Source records:
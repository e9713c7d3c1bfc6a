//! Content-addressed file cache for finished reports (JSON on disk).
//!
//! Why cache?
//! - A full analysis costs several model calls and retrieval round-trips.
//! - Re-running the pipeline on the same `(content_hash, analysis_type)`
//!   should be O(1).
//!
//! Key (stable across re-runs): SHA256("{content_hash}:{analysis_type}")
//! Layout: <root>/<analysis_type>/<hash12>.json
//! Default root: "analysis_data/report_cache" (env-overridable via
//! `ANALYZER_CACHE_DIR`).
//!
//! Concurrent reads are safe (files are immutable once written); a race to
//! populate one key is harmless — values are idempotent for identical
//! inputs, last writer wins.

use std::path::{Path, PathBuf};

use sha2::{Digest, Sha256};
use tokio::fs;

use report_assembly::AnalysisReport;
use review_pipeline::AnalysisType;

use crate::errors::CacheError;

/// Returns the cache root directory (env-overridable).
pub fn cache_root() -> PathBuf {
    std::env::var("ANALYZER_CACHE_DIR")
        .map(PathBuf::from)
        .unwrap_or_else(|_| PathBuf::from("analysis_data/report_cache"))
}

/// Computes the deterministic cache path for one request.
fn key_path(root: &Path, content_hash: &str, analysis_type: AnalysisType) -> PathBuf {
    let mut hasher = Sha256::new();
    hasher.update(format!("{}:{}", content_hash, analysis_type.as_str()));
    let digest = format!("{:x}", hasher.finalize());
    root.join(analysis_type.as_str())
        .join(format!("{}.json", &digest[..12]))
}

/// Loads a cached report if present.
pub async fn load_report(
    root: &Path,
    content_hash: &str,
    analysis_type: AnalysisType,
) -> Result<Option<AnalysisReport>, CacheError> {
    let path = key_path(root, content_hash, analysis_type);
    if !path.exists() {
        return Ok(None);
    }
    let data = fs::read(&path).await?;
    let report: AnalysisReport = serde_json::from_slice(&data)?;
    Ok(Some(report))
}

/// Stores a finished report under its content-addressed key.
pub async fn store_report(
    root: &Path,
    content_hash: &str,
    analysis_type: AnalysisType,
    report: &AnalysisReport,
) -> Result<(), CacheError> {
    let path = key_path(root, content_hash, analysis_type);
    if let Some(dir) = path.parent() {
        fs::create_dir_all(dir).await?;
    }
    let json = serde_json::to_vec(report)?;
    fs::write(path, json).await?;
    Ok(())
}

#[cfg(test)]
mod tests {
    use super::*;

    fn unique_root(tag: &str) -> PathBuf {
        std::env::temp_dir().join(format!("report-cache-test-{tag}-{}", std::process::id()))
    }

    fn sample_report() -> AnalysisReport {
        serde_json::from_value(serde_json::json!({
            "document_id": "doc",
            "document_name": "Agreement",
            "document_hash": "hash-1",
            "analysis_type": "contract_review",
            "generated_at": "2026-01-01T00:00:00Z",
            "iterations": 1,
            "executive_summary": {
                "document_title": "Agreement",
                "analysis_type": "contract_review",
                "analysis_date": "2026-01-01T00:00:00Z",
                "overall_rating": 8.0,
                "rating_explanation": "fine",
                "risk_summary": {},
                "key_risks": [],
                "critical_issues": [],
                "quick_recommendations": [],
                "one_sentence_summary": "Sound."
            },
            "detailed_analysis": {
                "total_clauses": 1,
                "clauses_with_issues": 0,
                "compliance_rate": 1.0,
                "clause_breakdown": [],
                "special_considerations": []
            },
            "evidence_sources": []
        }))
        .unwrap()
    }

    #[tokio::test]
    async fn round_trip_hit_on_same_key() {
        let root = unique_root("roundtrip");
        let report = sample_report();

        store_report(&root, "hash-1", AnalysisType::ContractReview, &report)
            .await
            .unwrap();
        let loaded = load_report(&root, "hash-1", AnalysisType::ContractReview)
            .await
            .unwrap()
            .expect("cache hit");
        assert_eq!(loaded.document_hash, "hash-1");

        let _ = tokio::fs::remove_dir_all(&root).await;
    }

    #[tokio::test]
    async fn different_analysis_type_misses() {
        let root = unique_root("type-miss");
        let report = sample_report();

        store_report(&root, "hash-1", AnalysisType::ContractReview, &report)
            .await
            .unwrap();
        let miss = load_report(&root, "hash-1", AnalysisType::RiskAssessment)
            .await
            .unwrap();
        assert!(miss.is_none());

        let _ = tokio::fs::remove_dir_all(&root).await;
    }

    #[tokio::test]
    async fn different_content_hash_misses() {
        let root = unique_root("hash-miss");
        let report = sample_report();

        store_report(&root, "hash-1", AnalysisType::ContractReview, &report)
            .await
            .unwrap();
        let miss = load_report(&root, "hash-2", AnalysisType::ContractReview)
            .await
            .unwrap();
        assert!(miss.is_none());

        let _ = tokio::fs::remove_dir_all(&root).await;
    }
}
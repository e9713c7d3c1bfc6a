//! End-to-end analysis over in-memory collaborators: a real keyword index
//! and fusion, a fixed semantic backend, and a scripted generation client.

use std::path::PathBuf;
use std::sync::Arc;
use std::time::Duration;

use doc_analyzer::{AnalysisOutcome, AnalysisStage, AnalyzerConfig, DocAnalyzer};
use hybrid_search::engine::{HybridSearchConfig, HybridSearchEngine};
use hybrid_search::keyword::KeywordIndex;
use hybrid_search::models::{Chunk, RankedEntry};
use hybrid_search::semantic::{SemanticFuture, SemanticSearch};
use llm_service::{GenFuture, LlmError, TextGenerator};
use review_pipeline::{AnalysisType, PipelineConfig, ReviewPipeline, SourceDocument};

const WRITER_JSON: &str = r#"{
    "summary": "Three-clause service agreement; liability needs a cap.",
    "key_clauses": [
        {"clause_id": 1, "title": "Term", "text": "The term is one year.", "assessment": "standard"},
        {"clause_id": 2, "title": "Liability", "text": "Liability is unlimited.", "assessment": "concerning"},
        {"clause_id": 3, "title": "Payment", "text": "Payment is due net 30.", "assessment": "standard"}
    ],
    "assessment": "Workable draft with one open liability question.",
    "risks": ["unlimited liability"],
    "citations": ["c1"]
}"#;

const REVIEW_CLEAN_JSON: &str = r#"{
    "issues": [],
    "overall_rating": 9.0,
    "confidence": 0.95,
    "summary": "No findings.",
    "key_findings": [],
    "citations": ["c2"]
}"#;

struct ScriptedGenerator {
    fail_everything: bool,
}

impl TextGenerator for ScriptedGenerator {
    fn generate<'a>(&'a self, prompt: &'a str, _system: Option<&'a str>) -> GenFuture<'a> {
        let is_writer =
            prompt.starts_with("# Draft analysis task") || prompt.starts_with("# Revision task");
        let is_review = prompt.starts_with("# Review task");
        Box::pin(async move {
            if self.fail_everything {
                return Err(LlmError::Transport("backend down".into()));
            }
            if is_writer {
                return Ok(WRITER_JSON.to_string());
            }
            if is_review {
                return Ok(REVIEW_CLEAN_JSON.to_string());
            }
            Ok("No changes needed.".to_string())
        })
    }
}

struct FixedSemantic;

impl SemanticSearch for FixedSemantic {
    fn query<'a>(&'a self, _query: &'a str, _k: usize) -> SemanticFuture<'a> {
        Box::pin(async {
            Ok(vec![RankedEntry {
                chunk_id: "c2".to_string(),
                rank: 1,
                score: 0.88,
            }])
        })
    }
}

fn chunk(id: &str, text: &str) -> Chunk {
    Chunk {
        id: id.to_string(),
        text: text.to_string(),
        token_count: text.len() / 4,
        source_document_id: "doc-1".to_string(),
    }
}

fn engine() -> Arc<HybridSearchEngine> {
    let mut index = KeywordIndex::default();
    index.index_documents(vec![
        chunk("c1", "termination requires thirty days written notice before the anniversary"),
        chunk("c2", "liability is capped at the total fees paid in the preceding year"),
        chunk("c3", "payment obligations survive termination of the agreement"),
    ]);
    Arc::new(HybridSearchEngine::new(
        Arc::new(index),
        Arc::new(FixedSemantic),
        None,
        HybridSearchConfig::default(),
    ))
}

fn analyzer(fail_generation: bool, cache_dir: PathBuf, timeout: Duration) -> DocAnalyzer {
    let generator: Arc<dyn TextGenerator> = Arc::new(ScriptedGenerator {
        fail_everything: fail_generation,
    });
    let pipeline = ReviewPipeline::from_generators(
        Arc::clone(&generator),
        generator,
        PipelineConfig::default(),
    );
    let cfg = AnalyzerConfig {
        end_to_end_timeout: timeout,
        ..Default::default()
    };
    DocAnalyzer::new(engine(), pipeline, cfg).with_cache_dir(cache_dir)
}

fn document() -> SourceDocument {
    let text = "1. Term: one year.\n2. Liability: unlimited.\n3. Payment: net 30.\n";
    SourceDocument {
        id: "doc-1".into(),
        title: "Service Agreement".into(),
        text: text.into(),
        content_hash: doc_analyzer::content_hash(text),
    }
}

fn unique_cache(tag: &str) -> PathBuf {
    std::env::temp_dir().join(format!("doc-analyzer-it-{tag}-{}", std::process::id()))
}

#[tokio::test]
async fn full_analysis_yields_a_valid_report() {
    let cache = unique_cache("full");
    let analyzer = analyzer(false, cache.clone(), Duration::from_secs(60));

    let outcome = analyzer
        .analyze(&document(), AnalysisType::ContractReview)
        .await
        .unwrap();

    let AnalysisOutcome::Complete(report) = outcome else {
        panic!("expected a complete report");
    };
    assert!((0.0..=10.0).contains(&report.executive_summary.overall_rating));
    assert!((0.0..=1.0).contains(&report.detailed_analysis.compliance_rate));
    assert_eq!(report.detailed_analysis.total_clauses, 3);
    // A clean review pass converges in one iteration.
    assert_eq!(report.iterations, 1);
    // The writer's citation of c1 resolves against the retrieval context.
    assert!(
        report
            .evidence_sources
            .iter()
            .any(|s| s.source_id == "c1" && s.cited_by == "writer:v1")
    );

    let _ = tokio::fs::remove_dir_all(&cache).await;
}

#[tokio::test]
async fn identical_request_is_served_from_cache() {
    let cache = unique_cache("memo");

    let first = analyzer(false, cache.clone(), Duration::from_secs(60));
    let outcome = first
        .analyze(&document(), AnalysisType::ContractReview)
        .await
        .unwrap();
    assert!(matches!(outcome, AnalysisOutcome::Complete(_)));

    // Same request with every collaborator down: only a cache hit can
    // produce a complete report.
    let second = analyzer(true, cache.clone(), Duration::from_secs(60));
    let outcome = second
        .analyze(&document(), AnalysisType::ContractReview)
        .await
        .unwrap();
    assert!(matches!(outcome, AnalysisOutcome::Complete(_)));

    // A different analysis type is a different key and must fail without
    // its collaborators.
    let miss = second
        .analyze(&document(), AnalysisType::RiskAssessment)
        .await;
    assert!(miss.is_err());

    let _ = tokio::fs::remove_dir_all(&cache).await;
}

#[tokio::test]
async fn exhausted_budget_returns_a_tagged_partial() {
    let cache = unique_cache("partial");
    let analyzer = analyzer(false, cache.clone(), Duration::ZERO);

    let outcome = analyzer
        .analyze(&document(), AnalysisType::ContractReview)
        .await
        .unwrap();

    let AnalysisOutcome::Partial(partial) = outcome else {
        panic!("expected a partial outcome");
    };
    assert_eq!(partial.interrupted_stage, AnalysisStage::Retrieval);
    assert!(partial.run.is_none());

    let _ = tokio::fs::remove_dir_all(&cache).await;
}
--
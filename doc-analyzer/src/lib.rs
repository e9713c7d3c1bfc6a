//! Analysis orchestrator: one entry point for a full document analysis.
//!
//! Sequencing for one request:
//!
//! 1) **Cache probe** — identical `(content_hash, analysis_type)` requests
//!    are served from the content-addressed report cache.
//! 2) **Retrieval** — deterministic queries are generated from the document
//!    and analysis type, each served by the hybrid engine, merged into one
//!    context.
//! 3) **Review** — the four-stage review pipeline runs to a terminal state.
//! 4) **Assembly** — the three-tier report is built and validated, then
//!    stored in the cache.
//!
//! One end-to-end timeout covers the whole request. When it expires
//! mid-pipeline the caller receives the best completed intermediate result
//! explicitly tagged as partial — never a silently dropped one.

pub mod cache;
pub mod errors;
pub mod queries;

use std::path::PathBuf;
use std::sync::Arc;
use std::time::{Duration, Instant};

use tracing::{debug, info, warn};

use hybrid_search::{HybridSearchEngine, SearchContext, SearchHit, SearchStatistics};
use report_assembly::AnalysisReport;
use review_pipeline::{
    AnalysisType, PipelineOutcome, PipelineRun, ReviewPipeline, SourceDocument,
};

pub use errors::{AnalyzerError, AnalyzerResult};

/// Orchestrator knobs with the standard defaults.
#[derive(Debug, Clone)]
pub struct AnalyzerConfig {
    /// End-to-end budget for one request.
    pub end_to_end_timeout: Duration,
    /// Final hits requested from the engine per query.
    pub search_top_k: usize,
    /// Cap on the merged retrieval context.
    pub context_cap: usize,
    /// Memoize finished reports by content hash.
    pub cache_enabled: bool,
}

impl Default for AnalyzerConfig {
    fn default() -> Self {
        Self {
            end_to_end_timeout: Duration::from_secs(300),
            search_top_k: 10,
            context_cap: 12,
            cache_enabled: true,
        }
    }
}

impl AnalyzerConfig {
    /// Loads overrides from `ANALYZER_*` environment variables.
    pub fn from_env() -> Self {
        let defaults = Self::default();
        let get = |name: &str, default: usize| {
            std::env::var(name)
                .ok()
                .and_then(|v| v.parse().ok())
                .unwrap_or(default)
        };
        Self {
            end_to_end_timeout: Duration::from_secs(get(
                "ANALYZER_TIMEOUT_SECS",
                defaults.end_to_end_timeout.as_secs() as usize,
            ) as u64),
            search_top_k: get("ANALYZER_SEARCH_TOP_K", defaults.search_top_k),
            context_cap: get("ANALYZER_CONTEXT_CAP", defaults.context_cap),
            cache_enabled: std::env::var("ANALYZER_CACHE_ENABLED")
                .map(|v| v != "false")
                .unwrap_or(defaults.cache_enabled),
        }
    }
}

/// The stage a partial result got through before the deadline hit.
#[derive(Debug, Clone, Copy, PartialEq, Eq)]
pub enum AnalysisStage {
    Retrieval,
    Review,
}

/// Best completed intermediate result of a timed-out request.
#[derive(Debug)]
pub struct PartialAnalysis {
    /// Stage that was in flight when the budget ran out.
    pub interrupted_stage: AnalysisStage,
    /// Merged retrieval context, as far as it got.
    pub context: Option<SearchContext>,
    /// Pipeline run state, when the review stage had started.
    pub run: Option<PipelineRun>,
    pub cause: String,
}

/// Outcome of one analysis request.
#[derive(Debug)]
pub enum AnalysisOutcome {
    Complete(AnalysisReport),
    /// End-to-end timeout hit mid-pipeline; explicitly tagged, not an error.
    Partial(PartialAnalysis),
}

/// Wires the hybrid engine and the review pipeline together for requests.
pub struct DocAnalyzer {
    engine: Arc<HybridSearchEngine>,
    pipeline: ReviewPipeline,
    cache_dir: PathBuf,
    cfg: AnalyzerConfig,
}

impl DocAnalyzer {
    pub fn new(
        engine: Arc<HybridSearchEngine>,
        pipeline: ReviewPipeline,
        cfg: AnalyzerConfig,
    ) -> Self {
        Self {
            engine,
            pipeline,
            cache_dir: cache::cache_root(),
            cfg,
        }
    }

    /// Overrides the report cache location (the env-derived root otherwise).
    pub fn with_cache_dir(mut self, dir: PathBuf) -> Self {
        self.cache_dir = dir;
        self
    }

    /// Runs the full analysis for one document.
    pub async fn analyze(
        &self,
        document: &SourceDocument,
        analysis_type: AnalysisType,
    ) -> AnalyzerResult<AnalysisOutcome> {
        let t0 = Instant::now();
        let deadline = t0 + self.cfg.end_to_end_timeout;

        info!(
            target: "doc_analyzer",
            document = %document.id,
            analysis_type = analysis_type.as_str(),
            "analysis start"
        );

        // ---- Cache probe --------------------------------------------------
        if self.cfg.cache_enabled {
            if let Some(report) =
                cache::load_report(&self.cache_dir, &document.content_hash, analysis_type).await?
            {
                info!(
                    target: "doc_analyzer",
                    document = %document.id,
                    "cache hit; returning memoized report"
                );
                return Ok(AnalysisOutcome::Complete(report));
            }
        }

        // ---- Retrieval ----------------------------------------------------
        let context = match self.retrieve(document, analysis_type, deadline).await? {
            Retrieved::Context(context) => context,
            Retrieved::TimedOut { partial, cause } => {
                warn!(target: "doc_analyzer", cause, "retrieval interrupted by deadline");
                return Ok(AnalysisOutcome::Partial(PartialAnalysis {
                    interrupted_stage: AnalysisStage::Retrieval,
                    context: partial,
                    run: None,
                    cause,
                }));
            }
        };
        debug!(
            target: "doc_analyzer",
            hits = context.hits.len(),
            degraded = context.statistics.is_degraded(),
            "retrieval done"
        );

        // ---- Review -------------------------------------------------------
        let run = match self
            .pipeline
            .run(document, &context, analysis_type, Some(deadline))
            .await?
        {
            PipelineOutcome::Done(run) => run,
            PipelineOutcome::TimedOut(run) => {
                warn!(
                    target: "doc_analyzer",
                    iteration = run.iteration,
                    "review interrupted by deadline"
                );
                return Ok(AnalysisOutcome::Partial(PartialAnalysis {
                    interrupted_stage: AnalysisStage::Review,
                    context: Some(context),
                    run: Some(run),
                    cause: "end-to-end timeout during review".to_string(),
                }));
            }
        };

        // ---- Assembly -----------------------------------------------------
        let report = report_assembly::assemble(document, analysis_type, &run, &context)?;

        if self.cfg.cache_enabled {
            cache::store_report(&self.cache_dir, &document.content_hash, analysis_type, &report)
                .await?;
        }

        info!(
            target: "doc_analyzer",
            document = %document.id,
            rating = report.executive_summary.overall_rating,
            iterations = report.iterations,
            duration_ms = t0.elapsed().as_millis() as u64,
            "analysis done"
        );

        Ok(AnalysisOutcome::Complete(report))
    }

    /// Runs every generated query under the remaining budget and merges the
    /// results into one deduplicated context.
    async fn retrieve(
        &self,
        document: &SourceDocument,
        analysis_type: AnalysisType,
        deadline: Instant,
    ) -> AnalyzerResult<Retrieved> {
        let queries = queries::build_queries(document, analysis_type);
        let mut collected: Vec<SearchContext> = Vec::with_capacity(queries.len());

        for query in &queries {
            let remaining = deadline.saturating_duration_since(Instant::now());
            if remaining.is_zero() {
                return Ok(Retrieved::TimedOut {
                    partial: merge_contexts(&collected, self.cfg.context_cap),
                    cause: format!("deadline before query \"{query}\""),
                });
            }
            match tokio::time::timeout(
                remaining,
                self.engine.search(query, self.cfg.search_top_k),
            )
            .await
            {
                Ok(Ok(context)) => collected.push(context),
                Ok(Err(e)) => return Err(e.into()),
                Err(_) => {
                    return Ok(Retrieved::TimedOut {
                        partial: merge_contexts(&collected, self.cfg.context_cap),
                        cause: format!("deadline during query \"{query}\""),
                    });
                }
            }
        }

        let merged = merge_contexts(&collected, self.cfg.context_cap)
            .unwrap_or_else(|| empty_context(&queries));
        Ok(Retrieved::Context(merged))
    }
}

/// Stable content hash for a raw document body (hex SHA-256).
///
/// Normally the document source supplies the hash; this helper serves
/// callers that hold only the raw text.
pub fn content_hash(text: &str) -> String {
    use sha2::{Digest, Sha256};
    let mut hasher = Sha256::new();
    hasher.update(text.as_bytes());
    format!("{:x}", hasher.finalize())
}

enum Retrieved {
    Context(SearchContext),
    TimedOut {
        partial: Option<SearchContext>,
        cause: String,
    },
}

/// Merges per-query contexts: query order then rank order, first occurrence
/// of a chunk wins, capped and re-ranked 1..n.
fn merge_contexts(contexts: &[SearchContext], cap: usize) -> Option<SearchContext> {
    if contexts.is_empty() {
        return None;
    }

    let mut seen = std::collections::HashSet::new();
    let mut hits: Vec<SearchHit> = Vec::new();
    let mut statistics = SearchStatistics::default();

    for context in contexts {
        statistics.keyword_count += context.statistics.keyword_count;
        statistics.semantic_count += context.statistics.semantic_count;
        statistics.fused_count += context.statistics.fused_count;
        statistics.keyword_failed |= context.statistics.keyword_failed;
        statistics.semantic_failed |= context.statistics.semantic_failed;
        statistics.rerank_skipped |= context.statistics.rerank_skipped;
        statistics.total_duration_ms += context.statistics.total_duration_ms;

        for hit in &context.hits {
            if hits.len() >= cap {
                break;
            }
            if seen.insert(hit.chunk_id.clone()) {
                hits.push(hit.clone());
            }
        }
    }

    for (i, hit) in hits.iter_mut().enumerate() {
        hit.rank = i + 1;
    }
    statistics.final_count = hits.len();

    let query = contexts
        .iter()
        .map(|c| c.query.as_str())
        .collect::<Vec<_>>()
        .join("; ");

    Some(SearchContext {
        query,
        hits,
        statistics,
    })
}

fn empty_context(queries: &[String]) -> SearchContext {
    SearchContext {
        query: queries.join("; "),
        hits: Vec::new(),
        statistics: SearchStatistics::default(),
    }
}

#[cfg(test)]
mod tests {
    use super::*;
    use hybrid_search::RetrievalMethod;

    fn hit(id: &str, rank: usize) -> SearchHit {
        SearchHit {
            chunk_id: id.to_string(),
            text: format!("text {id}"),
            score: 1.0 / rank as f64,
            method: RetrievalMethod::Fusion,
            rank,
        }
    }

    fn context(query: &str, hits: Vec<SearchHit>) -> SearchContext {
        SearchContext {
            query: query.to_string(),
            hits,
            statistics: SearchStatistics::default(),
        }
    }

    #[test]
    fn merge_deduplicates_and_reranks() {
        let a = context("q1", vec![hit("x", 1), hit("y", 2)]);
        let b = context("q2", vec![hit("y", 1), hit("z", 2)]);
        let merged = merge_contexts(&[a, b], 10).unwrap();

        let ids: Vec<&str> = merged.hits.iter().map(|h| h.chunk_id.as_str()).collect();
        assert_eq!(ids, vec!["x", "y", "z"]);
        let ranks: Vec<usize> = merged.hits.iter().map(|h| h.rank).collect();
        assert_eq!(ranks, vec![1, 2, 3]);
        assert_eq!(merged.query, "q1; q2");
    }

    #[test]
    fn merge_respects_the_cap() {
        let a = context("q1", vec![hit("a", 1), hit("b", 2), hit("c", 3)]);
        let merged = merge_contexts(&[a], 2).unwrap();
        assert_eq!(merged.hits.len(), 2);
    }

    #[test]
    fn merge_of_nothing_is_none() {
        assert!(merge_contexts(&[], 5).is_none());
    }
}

• **WORK INSTRUCTION**
Within the data, tally each line containing the string "HybridSearchConfig". Answer with the number by itself.

• **YOUR RESPONSE**
2